Estados Unidos completó oficialmente su retirada de la Organización Mundial de la Salud (OMS) el 23 de enero de 2026, una medida que provocó ondas expansivas en el panorama de la salud mundial y generó preocupación sobre el futuro de la financiación y la colaboración internacionales en materia de atención médica. La retirada, iniciada años antes, finalizó la cesación de la membresía de EE. UU., marcando la primera vez desde 1948 que la nación no formaba parte de la organización.
Las implicaciones financieras de la salida de EE. UU. son significativas. Antes de la retirada, EE. UU. era el mayor contribuyente individual de la OMS, aportando aproximadamente el 15% de su presupuesto anual, que en 2025 ascendió a 3.100 millones de dólares. Esto se traduce en una pérdida de aproximadamente 465 millones de dólares anuales, lo que afecta la capacidad de la OMS para financiar programas críticos que abordan enfermedades infecciosas, la salud maternoinfantil y los esfuerzos de respuesta a emergencias, particularmente en las naciones en desarrollo. El efecto inmediato fue una lucha entre otros estados miembros y organizaciones filantrópicas para llenar el vacío de financiación.

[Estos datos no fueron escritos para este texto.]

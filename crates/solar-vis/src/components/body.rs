use glam::DVec2;

use crate::api::types::{Color, ShapeId};

/// What a body is, for logging and for embedders that style by kind.
#[derive(Debug, Clone, Copy, PartialEq, Eq, Default)]
pub enum BodyKind {
    Star,
    #[default]
    Planet,
}

/// Read-only view of a simulated body, plus the marker back-reference.
///
/// The renderer never touches physical state; the only thing it writes is
/// the marker handle through [`TrackedBody::attach_marker`].
pub trait TrackedBody {
    /// Current position in physical units.
    fn position(&self) -> DVec2;

    /// Position at the start of the run.
    fn initial_position(&self) -> DVec2;

    /// Marker radius in screen pixels (not scaled with the view).
    fn radius(&self) -> f64;

    fn color(&self) -> Color;

    /// Speed magnitude at the start of the run.
    fn initial_speed(&self) -> f64;

    /// Current speed magnitude.
    fn speed(&self) -> f64;

    fn kind(&self) -> BodyKind {
        BodyKind::Planet
    }

    /// Current distance to `other`.
    fn distance_to(&self, other: &Self) -> f64
    where
        Self: Sized,
    {
        self.position().distance(other.position())
    }

    /// Handle of the on-screen marker, once created.
    fn marker(&self) -> Option<ShapeId>;

    fn attach_marker(&mut self, marker: ShapeId);
}

/// Plain body record for embedders without a body type of their own.
#[derive(Debug, Clone, PartialEq)]
pub struct CelestialBody {
    pub kind: BodyKind,
    pub position: DVec2,
    pub velocity: DVec2,
    pub initial_position: DVec2,
    pub initial_velocity: DVec2,
    /// Marker radius in pixels.
    pub radius: f64,
    pub color: Color,
    marker: Option<ShapeId>,
}

impl CelestialBody {
    /// A body whose initial state is its current state.
    pub fn new(kind: BodyKind, position: DVec2, velocity: DVec2) -> Self {
        Self {
            kind,
            position,
            velocity,
            initial_position: position,
            initial_velocity: velocity,
            radius: 5.0,
            color: Color::WHITE,
            marker: None,
        }
    }

    pub fn star(position: DVec2, velocity: DVec2) -> Self {
        Self::new(BodyKind::Star, position, velocity)
    }

    pub fn planet(position: DVec2, velocity: DVec2) -> Self {
        Self::new(BodyKind::Planet, position, velocity)
    }

    // -- Builder pattern --

    pub fn with_radius(mut self, radius: f64) -> Self {
        self.radius = radius;
        self
    }

    pub fn with_color(mut self, color: Color) -> Self {
        self.color = color;
        self
    }

    /// Advance the body to a new physical state. Initial state is kept.
    pub fn set_state(&mut self, position: DVec2, velocity: DVec2) {
        self.position = position;
        self.velocity = velocity;
    }
}

impl TrackedBody for CelestialBody {
    fn position(&self) -> DVec2 {
        self.position
    }

    fn initial_position(&self) -> DVec2 {
        self.initial_position
    }

    fn radius(&self) -> f64 {
        self.radius
    }

    fn color(&self) -> Color {
        self.color
    }

    fn initial_speed(&self) -> f64 {
        self.initial_velocity.length()
    }

    fn speed(&self) -> f64 {
        self.velocity.length()
    }

    fn kind(&self) -> BodyKind {
        self.kind
    }

    fn marker(&self) -> Option<ShapeId> {
        self.marker
    }

    fn attach_marker(&mut self, marker: ShapeId) {
        self.marker = Some(marker);
    }
}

El contexto del mercado que rodea la retirada es complejo. EE. UU. citó preocupaciones sobre el manejo de la pandemia de COVID-19 por parte de la OMS como justificación de su decisión, alegando falta de transparencia e influencia indebida de otras naciones. Esta acción ocurrió en medio de una tendencia más amplia de crecientes tensiones geopolíticas y un cuestionamiento de las instituciones multilaterales. La retirada creó incertidumbre para las compañías farmacéuticas y los fabricantes de dispositivos médicos que dependían de la orientación y las asociaciones de la OMS para el acceso al mercado, particularmente en las economías emergentes. Muchas empresas ahora están reevaluando sus estrategias globales y explorando vías alternativas para las aprobaciones regulatorias y la distribución en estas regiones.
La OMS, establecida en 1948, ha desempeñado un papel fundamental en la coordinación de los esfuerzos internacionales en materia de salud, el establecimiento de normas sanitarias mundiales y la prestación de asistencia técnica a los países de todo el mundo. Su trabajo ha sido fundamental para erradicar enfermedades como la viruela y lograr avances significativos en la lucha contra la poliomielitis y otras enfermedades infecciosas. Sin embargo, la organización ha enfrentado críticas por sus procesos burocráticos y las ineficiencias percibidas. La retirada de EE. UU. amplificó estas críticas y alimentó los debates sobre la gobernanza y la rendición de cuentas de la OMS.
De cara al futuro, el futuro de la cooperación mundial en materia de salud sigue siendo incierto. Si bien otras naciones se han comprometido a aumentar sus contribuciones a la OMS, es poco probable que puedan compensar por completo la pérdida de financiación y experiencia de EE. UU. La retirada también puede envalentonar a otros países a cuestionar su compromiso con la organización, lo que podría conducir a una mayor fragmentación de los esfuerzos mundiales en materia de salud. Las consecuencias a largo plazo podrían incluir un resurgimiento de enfermedades prevenibles, un progreso más lento en el logro de los objetivos mundiales en materia de salud y una mayor vulnerabilidad a futuras pandemias. La comunidad mundial de la salud ahora está lidiando con el desafío de navegar por una nueva era de incertidumbre y forjar nuevas asociaciones para garantizar que los servicios de salud esenciales lleguen a quienes más los necesitan.